TASK REQUIREMENTS: With the first line as the start and the line containing "if let Ok(cookie)" as the end, write out every line of the records exactly.

SUPPLIED RECORDS:
//! Axum integration: cookie carrier plumbing, the gate as middleware, and
//! the collaborator-facing session routes.
//!
//! The session routes are the app's own API surface consumed by UI code;
//! they are all listed in the default public-prefix allowlist so the gate
//! passes them through untouched. Responses never carry provider payloads or
//! stack traces, only fixed JSON messages and redirects.

// crates.io
use axum::{
	Json, Router,
	extract::{Request, State},
	http::{HeaderMap, HeaderValue, StatusCode, header},
	middleware::{self, Next},
	response::{IntoResponse, Redirect, Response},
	routing::{get, post},
};
use cookie::{Cookie, CookieJar};
// self
use crate::{
	_prelude::*,
	gate::{Disposition, GateOutcome, RequestGate},
	http::TokenHttpClient,
	provider::TransportErrorMapper,
	session::SessionBroker,
};

/// Parses the request's `Cookie` headers into a carrier jar.
///
/// Cookies are recorded as originals so the jar's delta only ever contains
/// fields the core actually rewrote during this request.
pub fn jar_from_headers(headers: &HeaderMap) -> CookieJar {
	let mut jar = CookieJar::new();

	for value in headers.get_all(header::COOKIE) {
		let Ok(raw) = value.to_str() else { continue };

		for piece in raw.split(';') {
			if let Ok(cookie) = Cookie::parse_encoded(piece.trim().to_owned()) {
				jar.add_original(cookie);
			}
		}
	}

	jar
}

/// Appends the jar's changed cookies to the response as `Set-Cookie`
/// headers.
pub fn apply_jar_delta(jar: &CookieJar, response: &mut Response) {
	for cookie in jar.delta() {
		if let Ok(value) = HeaderValue::from_str(&cookie.encoded().to_string()) {
			response.headers_mut().append(header::SET_COOKIE, value);
		}
	}
}

/// Wraps `router` with the gate middleware.
///
/// Public prefixes bypass the gate inside [`RequestGate::evaluate`], so the
/// layer can sit above the whole application router, session routes
/// included.
pub fn protect<C, M>(router: Router, gate: Arc<RequestGate<C, M>>) -> Router
where
	C: ?Sized + TokenHttpClient,
	M: ?Sized + TransportErrorMapper<C::TransportError>,
{
	router.layer(middleware::from_fn_with_state(gate, gate_middleware::<C, M>))
}

/// Gate middleware body; use [`protect`] unless the layer needs manual
/// wiring.
pub async fn gate_middleware<C, M>(
	State(gate): State<Arc<RequestGate<C, M>>>,
	mut request: Request,
	next: Next,
) -> Response
where
	C: ?Sized + TokenHttpClient,
	M: ?Sized + TransportErrorMapper<C::TransportError>,
{
	let path = request.uri().path().to_owned();
	let mut jar = jar_from_headers(request.headers());

	match gate.evaluate(&path, &mut jar).await {
		GateOutcome::PassThrough => next.run(request).await,
		GateOutcome::RefreshedPassThrough => {
			// Handlers downstream must see the renewed credential, and the
			// browser must receive it on the way out.
			rewrite_cookie_header(&jar, &mut request);

			let mut response = next.run(request).await;

			apply_jar_delta(&jar, &mut response);

			response
		},
		GateOutcome::Unauthorized(disposition) =>
			deny(StatusCode::UNAUTHORIZED, "Unauthorized", disposition, &jar),
		GateOutcome::Forbidden(disposition) =>
			deny(StatusCode::FORBIDDEN, "Forbidden", disposition, &jar),
	}
}

/// Builds the session route surface over a shared broker.
///
/// Mirrors the portal's API: `POST /api/login`, `POST /api/refresh`,
/// `POST /api/logout`, `POST /api/introspect`, `GET /api/me`.
pub fn session_routes<C, M>(broker: Arc<SessionBroker<C, M>>) -> Router
where
	C: ?Sized + TokenHttpClient,
	M: ?Sized + TransportErrorMapper<C::TransportError>,
{
	Router::new()
		.route("/api/login", post(login::<C, M>))
		.route("/api/refresh", post(refresh::<C, M>))
		.route("/api/logout", post(logout::<C, M>))
		.route("/api/introspect", post(introspect::<C, M>))
		.route("/api/me", get(me::<C, M>))
		.with_state(broker)
}

#[derive(Deserialize)]
struct LoginBody {
	username: Option<String>,
	password: Option<String>,
}

async fn login<C, M>(
	State(broker): State<Arc<SessionBroker<C, M>>>,
	headers: HeaderMap,
	Json(body): Json<LoginBody>,
) -> Response
where
	C: ?Sized + TokenHttpClient,
	M: ?Sized + TransportErrorMapper<C::TransportError>,
{
	let (Some(username), Some(password)) = (body.username, body.password) else {
		return error_json(StatusCode::BAD_REQUEST, "Username and password are required.");
	};
	let mut jar = jar_from_headers(&headers);

	match broker.login(&username, &password, &mut jar).await {
		Ok(_) => with_jar(&jar, message_json(StatusCode::OK, "Login successful.")),
		Err(Error::InvalidCredentials) =>
			error_json(StatusCode::UNAUTHORIZED, "Invalid credentials."),
		Err(e) => internal_error(e),
	}
}

async fn refresh<C, M>(
	State(broker): State<Arc<SessionBroker<C, M>>>,
	headers: HeaderMap,
) -> Response
where
	C: ?Sized + TokenHttpClient,
	M: ?Sized + TransportErrorMapper<C::TransportError>,
{
	let mut jar = jar_from_headers(&headers);

	match broker.refresh_session(&mut jar).await {
		Ok(_) => with_jar(&jar, message_json(StatusCode::OK, "Token refreshed successfully.")),
		Err(_) => {
			// An unrenewable session is cleared on the spot so the caller
			// re-authenticates instead of retrying a doomed refresh.
			broker.clear_local(&mut jar);

			with_jar(&jar, error_json(StatusCode::UNAUTHORIZED, "Token refresh failed."))
		},
	}
}

async fn logout<C, M>(
	State(broker): State<Arc<SessionBroker<C, M>>>,
	headers: HeaderMap,
) -> Response
where
	C: ?Sized + TokenHttpClient,
	M: ?Sized + TransportErrorMapper<C::TransportError>,
{
	let mut jar = jar_from_headers(&headers);

	broker.logout(&mut jar).await;

	with_jar(&jar, message_json(StatusCode::OK, "Logout successful."))
}

#[derive(Deserialize)]
struct IntrospectBody {
	token: Option<String>,
}

async fn introspect<C, M>(
	State(broker): State<Arc<SessionBroker<C, M>>>,
	Json(body): Json<IntrospectBody>,
) -> Response
where
	C: ?Sized + TokenHttpClient,
	M: ?Sized + TransportErrorMapper<C::TransportError>,
{
	let Some(token) = body.token else {
		return error_json(StatusCode::BAD_REQUEST, "Token is required.");
	};
	let active = broker.introspect(&token).await;

	(StatusCode::OK, Json(serde_json::json!({ "active": active }))).into_response()
}

async fn me<C, M>(
	State(broker): State<Arc<SessionBroker<C, M>>>,
	headers: HeaderMap,
) -> Response
where
	C: ?Sized + TokenHttpClient,
	M: ?Sized + TransportErrorMapper<C::TransportError>,
{
	let mut jar = jar_from_headers(&headers);

	match broker.profile(&jar) {
		Some(profile) => (StatusCode::OK, Json(profile)).into_response(),
		None => {
			broker.clear_local(&mut jar);

			with_jar(&jar, error_json(StatusCode::UNAUTHORIZED, "Unauthorized"))
		},
	}
}

fn rewrite_cookie_header(jar: &CookieJar, request: &mut Request) {
	let joined =
		jar.iter().map(|cookie| cookie.encoded().to_string()).collect::<Vec<_>>().join("; ");

	if let Ok(value) = HeaderValue::from_str(&joined) {
		request.headers_mut().insert(header::COOKIE, value);
	}
}

fn deny(
	status: StatusCode,
	message: &'static str,
	disposition: Disposition,
	jar: &CookieJar,
) -> Response {
	let response = match disposition {
		Disposition::Status => error_json(status, message),
		Disposition::Redirect(location) => Redirect::to(&location).into_response(),
	};

	with_jar(jar, response)
}

fn with_jar(jar: &CookieJar, mut response: Response) -> Response {
	apply_jar_delta(jar, &mut response);

	response
}

fn error_json(status: StatusCode, message: &str) -> Response {
	(status, Json(serde_json::json!({ "error": message }))).into_response()
}

fn message_json(status: StatusCode, message: &str) -> Response {
	(status, Json(serde_json::json!({ "message": message }))).into_response()
}

fn internal_error(e: Error) -> Response {
	#[cfg(feature = "tracing")]
	tracing::error!(error = %e, "Session operation failed unexpectedly.");
	#[cfg(not(feature = "tracing"))]
	let _ = e;

	error_json(StatusCode::INTERNAL_SERVER_ERROR, "Something went wrong.")
}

RESPONSE TO THIS TASK:
//! Axum integration: cookie carrier plumbing, the gate as middleware, and
//! the collaborator-facing session routes.
//!
//! The session routes are the app's own API surface consumed by UI code;
//! they are all listed in the default public-prefix allowlist so the gate
//! passes them through untouched. Responses never carry provider payloads or
//! stack traces, only fixed JSON messages and redirects.

// crates.io
use axum::{
	Json, Router,
	extract::{Request, State},
	http::{HeaderMap, HeaderValue, StatusCode, header},
	middleware::{self, Next},
	response::{IntoResponse, Redirect, Response},
	routing::{get, post},
};
use cookie::{Cookie, CookieJar};
// self
use crate::{
	_prelude::*,
	gate::{Disposition, GateOutcome, RequestGate},
	http::TokenHttpClient,
	provider::TransportErrorMapper,
	session::SessionBroker,
};

/// Parses the request's `Cookie` headers into a carrier jar.
///
/// Cookies are recorded as originals so the jar's delta only ever contains
/// fields the core actually rewrote during this request.
pub fn jar_from_headers(headers: &HeaderMap) -> CookieJar {
	let mut jar = CookieJar::new();

	for value in headers.get_all(header::COOKIE) {
		let Ok(raw) = value.to_str() else { continue };

		for piece in raw.split(';') {
			if let Ok(cookie) = Cookie::parse_encoded(piece.trim().to_owned()) {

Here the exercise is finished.